--- Given records ---
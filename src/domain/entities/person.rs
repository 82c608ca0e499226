use std::borrow::Cow;

use chrono::{DateTime, Utc};
use serde::{Deserialize, Serialize};
use uuid::Uuid;
use validator::{Validate, ValidationError};

use crate::{
    entities::{
        choices::{MaritalStatus, MilitaryStatus},
        option_fields::{OptionField, PatchString},
    },
    utils::markdown::sanitize_rich_text,
};

// ───── Database Models ───────────────────────────────────────────────

#[derive(Debug, Clone, Serialize, Deserialize, sqlx::FromRow)]
pub struct Person {
    pub id: Uuid,
    pub name: String,
    pub email: String,
    pub phone: String,
    pub address: Option<String>,
    pub linkedin: Option<String>,
    pub github: Option<String>,
    pub website: Option<String>,
    pub summary: String,
    pub marital_status: Option<MaritalStatus>,
    pub military_status: Option<MilitaryStatus>,
    pub expected_salary: Option<i64>,
    pub created_at: DateTime<Utc>,
    pub updated_at: DateTime<Utc>,
}

#[derive(Debug, Clone)]
pub struct PersonInsert {
    pub name: String,
    pub email: String,
    pub phone: String,
    pub address: Option<String>,
    pub linkedin: Option<String>,
    pub github: Option<String>,
    pub website: Option<String>,
    pub summary: String,
    pub marital_status: Option<MaritalStatus>,
    pub military_status: Option<MilitaryStatus>,
    pub expected_salary: Option<i64>,
}

// ───── Input & Validation Requests ──────────────────────────────────

#[derive(Debug, Clone, Serialize, Deserialize, Validate)]
pub struct NewPersonRequest {
    #[validate(
        length(min = 1, max = 100, message = "Name is required"),
        custom(function = "validate_not_blank")
    )]
    pub name: String,

    #[validate(email(message = "Invalid email address"))]
    pub email: String,

    #[validate(
        length(min = 1, max = 20, message = "Phone must be 1-20 characters"),
        custom(function = "validate_not_blank")
    )]
    pub phone: String,

    pub address: Option<String>,

    #[validate(url(message = "Invalid LinkedIn URL"))]
    pub linkedin: Option<String>,

    #[validate(url(message = "Invalid GitHub URL"))]
    pub github: Option<String>,

    #[validate(url(message = "Invalid website URL"))]
    pub website: Option<String>,

    #[serde(default)]
    pub summary: String,

    pub marital_status: Option<MaritalStatus>,
    pub military_status: Option<MilitaryStatus>,

    #[validate(range(min = 0, message = "Expected salary cannot be negative"))]
    pub expected_salary: Option<i64>,
}

impl NewPersonRequest {
    pub fn prepare_for_insert(self) -> PersonInsert {
        PersonInsert {
            name: self.name.trim().to_string(),
            email: self.email.trim().to_lowercase(),
            phone: self.phone.trim().to_string(),
            address: non_blank(self.address),
            linkedin: non_blank(self.linkedin),
            github: non_blank(self.github),
            website: non_blank(self.website),
            summary: sanitize_rich_text(&self.summary),
            marital_status: self.marital_status,
            military_status: self.military_status,
            expected_salary: self.expected_salary,
        }
    }
}

#[derive(Debug, Clone, Default, Deserialize, Validate)]
#[serde(default)]
pub struct UpdatePersonRequest {
    #[validate(length(min = 1, max = 100), custom(function = "validate_required_text"))]
    pub name: PatchString,

    #[validate(custom(function = "validate_patch_email"))]
    pub email: PatchString,

    #[validate(length(min = 1, max = 20), custom(function = "validate_required_text"))]
    pub phone: PatchString,

    pub address: PatchString,

    #[validate(custom(function = "validate_optional_url"))]
    pub linkedin: PatchString,

    #[validate(custom(function = "validate_optional_url"))]
    pub github: PatchString,

    #[validate(custom(function = "validate_optional_url"))]
    pub website: PatchString,

    pub summary: PatchString,
    pub marital_status: OptionField<MaritalStatus>,
    pub military_status: OptionField<MilitaryStatus>,

    #[validate(custom(function = "validate_optional_amount"))]
    pub expected_salary: OptionField<i64>,
}

impl UpdatePersonRequest {
    /// Sanitizes rich-text fields before they reach the store.
    pub fn sanitized(mut self) -> Self {
        self.summary = self.summary.map_value(|s| sanitize_rich_text(&s));
        self.email = self.email.map_value(|e| e.trim().to_lowercase());
        self
    }

    pub fn apply(&self, person: &mut Person) {
        self.name.apply_required(&mut person.name);
        self.email.apply_required(&mut person.email);
        self.phone.apply_required(&mut person.phone);
        self.address.apply_to(&mut person.address);
        self.linkedin.apply_to(&mut person.linkedin);
        self.github.apply_to(&mut person.github);
        self.website.apply_to(&mut person.website);
        self.summary.apply_or_clear(&mut person.summary);
        self.marital_status.apply_to(&mut person.marital_status);
        self.military_status.apply_to(&mut person.military_status);
        self.expected_salary.apply_to(&mut person.expected_salary);
    }
}

// ───── API Response Models ──────────────────────────────────────────

#[derive(Debug, Serialize)]
pub struct PersonCreatedResponse {
    pub id: Uuid,
    pub message: String,
}

// ───── Validation Helpers ───────────────────────────────────────────

pub(crate) fn non_blank(value: Option<String>) -> Option<String> {
    value
        .map(|v| v.trim().to_string())
        .filter(|v| !v.is_empty())
}

/// Rejects text that is empty once trimmed.
pub fn validate_not_blank(value: &str) -> Result<(), ValidationError> {
    if value.trim().is_empty() {
        return Err(new_validation_error("blank", "This field cannot be blank"));
    }
    Ok(())
}

/// A required column can be left out of a patch or replaced, never cleared.
pub fn validate_not_null<T>(value: &OptionField<T>) -> Result<(), ValidationError> {
    if value.is_set_to_null() {
        return Err(new_validation_error("null", "This field cannot be null"));
    }
    Ok(())
}

/// Required text in a patch: not null and not blank.
pub fn validate_required_text(value: &PatchString) -> Result<(), ValidationError> {
    validate_not_null(value)?;
    match value.value_ref() {
        Some(text) => validate_not_blank(text),
        None => Ok(()),
    }
}

pub fn validate_patch_email(value: &PatchString) -> Result<(), ValidationError> {
    validate_not_null(value)?;
    if let OptionField::SetToValue(email) = value {
        if !validator::ValidateEmail::validate_email(email) {
            return Err(new_validation_error("invalid_email", "Invalid email address"));
        }
    }
    Ok(())
}

pub fn validate_optional_url(value: &PatchString) -> Result<(), ValidationError> {
    if let OptionField::SetToValue(url) = value {
        validate_url(url)?;
    }
    Ok(())
}

pub fn validate_optional_amount(value: &OptionField<i64>) -> Result<(), ValidationError> {
    if let OptionField::SetToValue(amount) = value {
        if *amount < 0 {
            return Err(new_validation_error("negative_amount", "Amount cannot be negative"));
        }
    }
    Ok(())
}

pub fn validate_url(url: &str) -> Result<(), ValidationError> {
    match url::Url::parse(url) {
        Ok(parsed) if parsed.scheme() == "http" || parsed.scheme() == "https" => Ok(()),
        Ok(_) => Err(new_validation_error("invalid_url_scheme", "URL must start with http:// or https://")),
        Err(_) => Err(new_validation_error("invalid_url", "Invalid URL format")),
    }
}

pub(crate) fn new_validation_error(code: &'static str, msg: &'static str) -> ValidationError {
    let mut err = ValidationError::new(code);
    err.message = Some(Cow::Borrowed(msg));
    err
}

#[cfg(test)]
mod tests {
    use super::*;

    fn request() -> NewPersonRequest {
        NewPersonRequest {
            name: "  Sara Ahmadi ".into(),
            email: "Sara@Example.com".into(),
            phone: "09120000000".into(),
            address: Some("   ".into()),
            linkedin: Some("https://linkedin.com/in/sara".into()),
            github: None,
            website: None,
            summary: "<p>Backend developer</p><script>alert(1)</script>".into(),
            marital_status: Some(MaritalStatus::Single),
            military_status: None,
            expected_salary: Some(45_000_000),
        }
    }

    #[test]
    fn prepare_for_insert_normalizes_fields() {
        let insert = request().prepare_for_insert();

        assert_eq!(insert.name, "Sara Ahmadi");
        assert_eq!(insert.email, "sara@example.com");
        assert_eq!(insert.address, None);
        assert!(!insert.summary.contains("script"));
        assert!(insert.summary.contains("Backend developer"));
    }

    #[test]
    fn rejects_invalid_email_and_negative_salary() {
        let mut bad = request();
        bad.email = "not-an-email".into();
        bad.expected_salary = Some(-1);

        let errors = bad.validate().unwrap_err();
        let fields = errors.field_errors();
        assert!(fields.contains_key("email"));
        assert!(fields.contains_key("expected_salary"));
    }

    #[test]
    fn whitespace_name_is_blank() {
        let mut bad = request();
        bad.name = "   ".into();

        let errors = bad.validate().unwrap_err();
        assert!(errors.field_errors().contains_key("name"));
    }

    #[test]
    fn patch_cannot_null_required_columns() {
        let patch: UpdatePersonRequest = serde_json::from_str(r#"{"name": null, "email": null}"#).unwrap();
        let errors = patch.validate().unwrap_err();
        let fields = errors.field_errors();
        assert!(fields.contains_key("name"));
        assert!(fields.contains_key("email"));

        let patch: UpdatePersonRequest = serde_json::from_str(r#"{"phone": "  ", "address": null}"#).unwrap();
        let errors = patch.validate().unwrap_err();
        assert!(errors.field_errors().contains_key("phone"));
        assert!(!errors.field_errors().contains_key("address"));
    }

    #[test]
    fn patch_validation_checks_only_present_fields() {
        let patch: UpdatePersonRequest = serde_json::from_str(r#"{"website": "ftp://files"}"#).unwrap();
        assert!(patch.validate().is_err());

        let patch: UpdatePersonRequest = serde_json::from_str(r#"{"website": null}"#).unwrap();
        assert!(patch.validate().is_ok());
    }
}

--- The problem ---
Wherever a line in the data above contains the word "This", copy that line.

--- Your solution ---
        return Err(new_validation_error("blank", "This field cannot be blank"));
        return Err(new_validation_error("null", "This field cannot be null"));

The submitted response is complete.